A US court convicted Stewart Rhodes, leader of the far-right group Oath Keepers, of seditious conspiracy this Tuesday (29). This is the most serious accusation related to the invasion of the Capitol on January 6, 2021, in an episode considered one of the greatest attacks in history on American democracy.
The crime is defined as attempting to forcibly overthrow, overthrow, or destroy the US government, carrying a maximum sentence of 20 years in prison. In addition to Rhodes, Kelly Meggs, who coordinated the Florida arm of the Oath Keepers, was also convicted of sedition – three other defendants were found not guilty.
The verdicts, after three days of deliberations, were a victory for the Justice Department and the first time in nearly 20 trials related to the case that a jury has found the Jan. 6 violence to be the product of an organized conspiracy, according to US newspaper The New York Times.
Approximately 900 people, in nearly all 50 US states, are accused of involvement in the January 6 episode. Investigations are still ongoing – also in a bipartisan congressional commission, which seeks to determine the responsibilities of members of the federal administration at the time.

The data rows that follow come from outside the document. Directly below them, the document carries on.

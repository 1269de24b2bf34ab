use herbal_lens_lib::services::species_catalog::{DESCRIPTION_PLACEHOLDER, USES_PLACEHOLDER};
use herbal_lens_lib::{
    Classifier, IdentifyError, LabelMap, PipelineConfig, PlantIdentifier, SpeciesCatalog,
    SpeciesInfo,
};
use image::{DynamicImage, ImageFormat, Rgb, RgbImage};
use ndarray::Array4;
use std::collections::HashMap;
use std::io::Cursor;
use std::sync::atomic::{AtomicUsize, Ordering};
use std::sync::Arc;

/// Returns the same scores for every input and counts calls.
struct FixedScores {
    scores: Vec<f32>,
    calls: AtomicUsize,
}

impl FixedScores {
    fn new(scores: &[f32]) -> Arc<Self> {
        Arc::new(Self {
            scores: scores.to_vec(),
            calls: AtomicUsize::new(0),
        })
    }

    fn calls(&self) -> usize {
        self.calls.load(Ordering::SeqCst)
    }
}

impl Classifier for FixedScores {
    fn predict(&self, _input: Array4<f32>) -> herbal_lens_lib::Result<Vec<f32>> {
        self.calls.fetch_add(1, Ordering::SeqCst);
        Ok(self.scores.clone())
    }
}

struct Failing;

impl Classifier for Failing {
    fn predict(&self, _input: Array4<f32>) -> herbal_lens_lib::Result<Vec<f32>> {
        Err(IdentifyError::Inference("out of memory".into()))
    }
}

/// Scores derived from the pixel data, to check the tensor actually reaches
/// the classifier.
struct Brightness;

impl Classifier for Brightness {
    fn predict(&self, input: Array4<f32>) -> herbal_lens_lib::Result<Vec<f32>> {
        let mean = input.mean().unwrap_or(0.0);
        Ok(vec![mean, 1.0 - mean])
    }
}

fn neem_tulasi() -> LabelMap {
    LabelMap::from_json(r#"{"Neem": 0, "Tulasi": 1}"#).unwrap()
}

fn neem_catalog() -> SpeciesCatalog {
    let mut entries = HashMap::new();
    entries.insert(
        "Neem".to_string(),
        SpeciesInfo {
            description: Some("A powerful medicinal tree...".to_string()),
            uses: vec![
                "Purifies blood".to_string(),
                "Treats skin disorders".to_string(),
            ],
        },
    );
    SpeciesCatalog::new(entries)
}

fn leaf_png() -> Vec<u8> {
    let img = RgbImage::from_fn(64, 48, |x, y| Rgb([(x * 3) as u8, 120, (y * 5) as u8]));
    let mut buf = Vec::new();
    DynamicImage::ImageRgb8(img)
        .write_to(&mut Cursor::new(&mut buf), ImageFormat::Png)
        .unwrap();
    buf
}

fn leaf_jpeg(rgb: [u8; 3]) -> Vec<u8> {
    let mut buf = Vec::new();
    DynamicImage::ImageRgb8(RgbImage::from_pixel(30, 30, Rgb(rgb)))
        .write_to(&mut Cursor::new(&mut buf), ImageFormat::Jpeg)
        .unwrap();
    buf
}

#[test]
fn identifies_neem_with_metadata() {
    let identifier = PlantIdentifier::new(FixedScores::new(&[0.82, 0.18]), neem_tulasi(), neem_catalog());

    let result = identifier.classify(&leaf_png()).unwrap();

    assert_eq!(result.species, "Neem");
    assert_eq!(result.class_index, 0);
    assert!((result.confidence - 82.0).abs() < 1e-3);
    assert!(!result.low_confidence);
    assert!(result.metadata_found);
    assert_eq!(result.description, "A powerful medicinal tree...");
    assert_eq!(result.uses, vec!["Purifies blood", "Treats skin disorders"]);
    assert!((result.probabilities[0] - 0.82).abs() < 1e-6);
    assert!((result.probabilities[1] - 0.18).abs() < 1e-6);
    assert_eq!(result.top_predictions[0].class_name, "Neem");
    assert_eq!(result.top_predictions[1].class_name, "Tulasi");
    assert!((result.top_predictions[1].confidence - 18.0).abs() < 1e-3);
}

#[test]
fn missing_metadata_falls_back_to_placeholder() {
    let identifier = PlantIdentifier::new(FixedScores::new(&[0.40, 0.60]), neem_tulasi(), neem_catalog());

    let result = identifier.classify(&leaf_png()).unwrap();

    assert_eq!(result.species, "Tulasi");
    assert!((result.confidence - 60.0).abs() < 1e-3);
    assert!(!result.low_confidence);
    assert!(!result.metadata_found);
    assert_eq!(result.description, DESCRIPTION_PLACEHOLDER);
    assert_eq!(result.uses, vec![USES_PLACEHOLDER]);
}

#[test]
fn tie_below_threshold_is_low_confidence() {
    let labels = LabelMap::from_json(r#"{"Neem": 0, "Tulasi": 1, "Mint": 2}"#).unwrap();
    let identifier = PlantIdentifier::new(FixedScores::new(&[0.45, 0.45, 0.10]), labels, neem_catalog());

    let result = identifier.classify(&leaf_png()).unwrap();

    assert_eq!(result.species, "Neem");
    assert!((result.confidence - 45.0).abs() < 1e-3);
    assert!(result.low_confidence);
}

#[test]
fn threshold_boundary_is_exclusive() {
    let labels = LabelMap::from_json(r#"{"Neem": 0, "Tulasi": 1, "Mint": 2}"#).unwrap();

    let at = PlantIdentifier::new(FixedScores::new(&[0.5, 0.25, 0.25]), labels.clone(), neem_catalog());
    let result = at.classify(&leaf_png()).unwrap();
    assert!((result.confidence - 50.0).abs() < 1e-4);
    assert!(!result.low_confidence);

    let below = PlantIdentifier::new(FixedScores::new(&[0.4999, 0.2501, 0.25]), labels, neem_catalog());
    let result = below.classify(&leaf_png()).unwrap();
    assert!((result.confidence - 49.99).abs() < 1e-3);
    assert!(result.low_confidence);
}

#[test]
fn custom_threshold_is_applied() {
    let identifier = PlantIdentifier::new(FixedScores::new(&[0.82, 0.18]), neem_tulasi(), neem_catalog())
        .with_confidence_threshold(90.0);

    assert!(identifier.classify(&leaf_png()).unwrap().low_confidence);
}

#[test]
fn logits_are_normalized_before_percentages() {
    let identifier = PlantIdentifier::new(FixedScores::new(&[3.0, -1.0]), neem_tulasi(), neem_catalog());

    let result = identifier.classify(&leaf_png()).unwrap();

    assert_eq!(result.species, "Neem");
    assert!(result.confidence > 50.0 && result.confidence <= 100.0);
    let sum: f32 = result.probabilities.iter().sum();
    assert!((sum - 1.0).abs() < 1e-5);
}

#[test]
fn unnormalized_probabilities_are_rescaled_not_softmaxed() {
    let labels = LabelMap::from_json(r#"{"Neem": 0, "Tulasi": 1, "Mint": 2}"#).unwrap();

    let identifier = PlantIdentifier::new(FixedScores::new(&[0.55, 0.30, 0.1515]), labels.clone(), neem_catalog());
    let result = identifier.classify(&leaf_png()).unwrap();
    assert_eq!(result.species, "Neem");
    assert!((result.confidence - 54.92).abs() < 1e-2);
    assert!(!result.low_confidence);

    let identifier = PlantIdentifier::new(FixedScores::new(&[0.9, 0.2, 0.0]), labels, neem_catalog());
    let result = identifier.classify(&leaf_png()).unwrap();
    assert!((result.confidence - 81.82).abs() < 1e-2);
    assert_eq!(result.probabilities[2], 0.0);
}

#[test]
fn config_settings_reach_classification() {
    let config = PipelineConfig {
        top_k: 1,
        confidence_threshold: 65.0,
        ..PipelineConfig::default()
    };
    let identifier = PlantIdentifier::new(FixedScores::new(&[0.40, 0.60]), neem_tulasi(), neem_catalog())
        .with_config(&config);

    let result = identifier.classify(&leaf_png()).unwrap();

    assert_eq!(identifier.confidence_threshold(), 65.0);
    assert_eq!(result.species, "Tulasi");
    assert!((result.confidence - 60.0).abs() < 1e-3);
    assert!(result.low_confidence);
    assert_eq!(result.top_predictions.len(), 1);
    assert_eq!(result.top_predictions[0].class_name, "Tulasi");
}

#[test]
fn undecodable_bytes_never_reach_the_classifier() {
    let stub = FixedScores::new(&[0.82, 0.18]);
    let identifier = PlantIdentifier::new(stub.clone(), neem_tulasi(), neem_catalog());

    let png = leaf_png();
    let empty: &[u8] = &[];
    for bytes in [empty, &b"GIF89a but not really"[..], &png[..20]] {
        let err = identifier.classify(bytes).unwrap_err();
        assert!(matches!(err, IdentifyError::Decode(_)), "got {err:?}");
    }
    assert_eq!(stub.calls(), 0);
}

#[test]
fn classifier_failure_is_inference_error() {
    let identifier = PlantIdentifier::new(Arc::new(Failing), neem_tulasi(), neem_catalog());

    let err = identifier.classify(&leaf_png()).unwrap_err();
    assert!(matches!(err, IdentifyError::Inference(_)));
}

#[test]
fn wrong_width_or_non_finite_scores_are_rejected() {
    let identifier = PlantIdentifier::new(FixedScores::new(&[0.2, 0.3, 0.5]), neem_tulasi(), neem_catalog());
    assert!(matches!(
        identifier.classify(&leaf_png()),
        Err(IdentifyError::Inference(_))
    ));

    let identifier = PlantIdentifier::new(FixedScores::new(&[f32::NAN, 0.5]), neem_tulasi(), neem_catalog());
    assert!(matches!(
        identifier.classify(&leaf_png()),
        Err(IdentifyError::Inference(_))
    ));
}

#[test]
fn classification_is_deterministic() {
    let identifier = PlantIdentifier::new(Arc::new(Brightness), neem_tulasi(), neem_catalog());
    let bytes = leaf_jpeg([200, 210, 190]);

    let first = identifier.classify(&bytes).unwrap();
    for _ in 0..3 {
        let again = identifier.classify(&bytes).unwrap();
        assert_eq!(again.class_index, first.class_index);
        assert_eq!(again.species, first.species);
        assert_eq!(again.confidence, first.confidence);
    }

    let dark = identifier.classify(&leaf_jpeg([10, 20, 15])).unwrap();
    assert_eq!(first.species, "Neem");
    assert_eq!(dark.species, "Tulasi");
}

#[test]
fn self_check_catches_width_mismatch() {
    let identifier = PlantIdentifier::new(FixedScores::new(&[0.2, 0.3, 0.5]), neem_tulasi(), neem_catalog());
    assert!(matches!(identifier.self_check(), Err(IdentifyError::Config(_))));

    let identifier = PlantIdentifier::new(FixedScores::new(&[0.82, 0.18]), neem_tulasi(), neem_catalog());
    let report = identifier.self_check().unwrap();
    assert_eq!(report.missing, vec!["Tulasi".to_string()]);
    assert!(report.orphaned.is_empty());
}

#[test]
fn identifier_is_shareable_across_threads() {
    let identifier = Arc::new(PlantIdentifier::new(
        FixedScores::new(&[0.82, 0.18]),
        neem_tulasi(),
        neem_catalog(),
    ));
    let bytes = Arc::new(leaf_png());

    let handles: Vec<_> = (0..4)
        .map(|_| {
            let identifier = identifier.clone();
            let bytes = bytes.clone();
            std::thread::spawn(move || identifier.classify(&bytes).unwrap().species)
        })
        .collect();

    for handle in handles {
        assert_eq!(handle.join().unwrap(), "Neem");
    }
}
pub mod inference;
pub mod model_manager;
pub mod pipeline;
pub mod preprocess;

The Oath Keepers are a relatively loose group of activists who say they believe the federal government is encroaching on their rights. They focus on recruiting police and former agents, emergency service workers and the military. The organization was founded in 2009 by Rhodes, who is a former military man. He was arrested in January of this year.
During the process, prosecutors said that, in late December 2020, Rhodes used encrypted private means of communication to organize his trip to the American capital on January 6 – the date of the invasion. He and others planned to bring weapons to the site to help support the operation.
🇧🇷[Os acusados] organized trips from all over the country to Washington, equipped themselves with all types of weapons, dressed in combat uniforms and were ready to respond to the call to arms of Rhodes”, communicated the indictment. Members of the Oath Keepers, often heavily armed, are often seen at protests and political events in the US.
The Capitol invasion in January 2021 led supporters of then-President Donald Trump to a failed attempt to prevent the US Congress from certifying Joe Biden’s electoral victory for the Presidency. The attack came shortly after a speech in which the Republican repeated baseless accusations that his defeat was the result of widespread fraud. He then urged supporters to come to Capitol Hill to “fight like never before” to prevent the election from being stolen.
Trump, who this month announced that he will run for president again, was summoned by the House to present his version of the episode that left five dead, but he did not appear until the last 14th, a date set as the deadline.
Testimony has always been regarded as uncertain. The Supreme Court’s opinion guarantees former presidents the so-called executive privilege, a mechanism that, to some extent, protects them from giving testimony. The commission understands, however, that there are limits to the triggering of the device and cites cases in which other former presidents testified in similar bodies of Congress.
The crime of seditious conspiracy also featured prominently in the US in 1987, when federal authorities brought charges against leaders and members of a neo-Nazi group known as The Order. 14 alleged members or supporters were indicted, ten of whom faced seditious conspiracy charges. After a two-month trial, the jury cleared all defendants.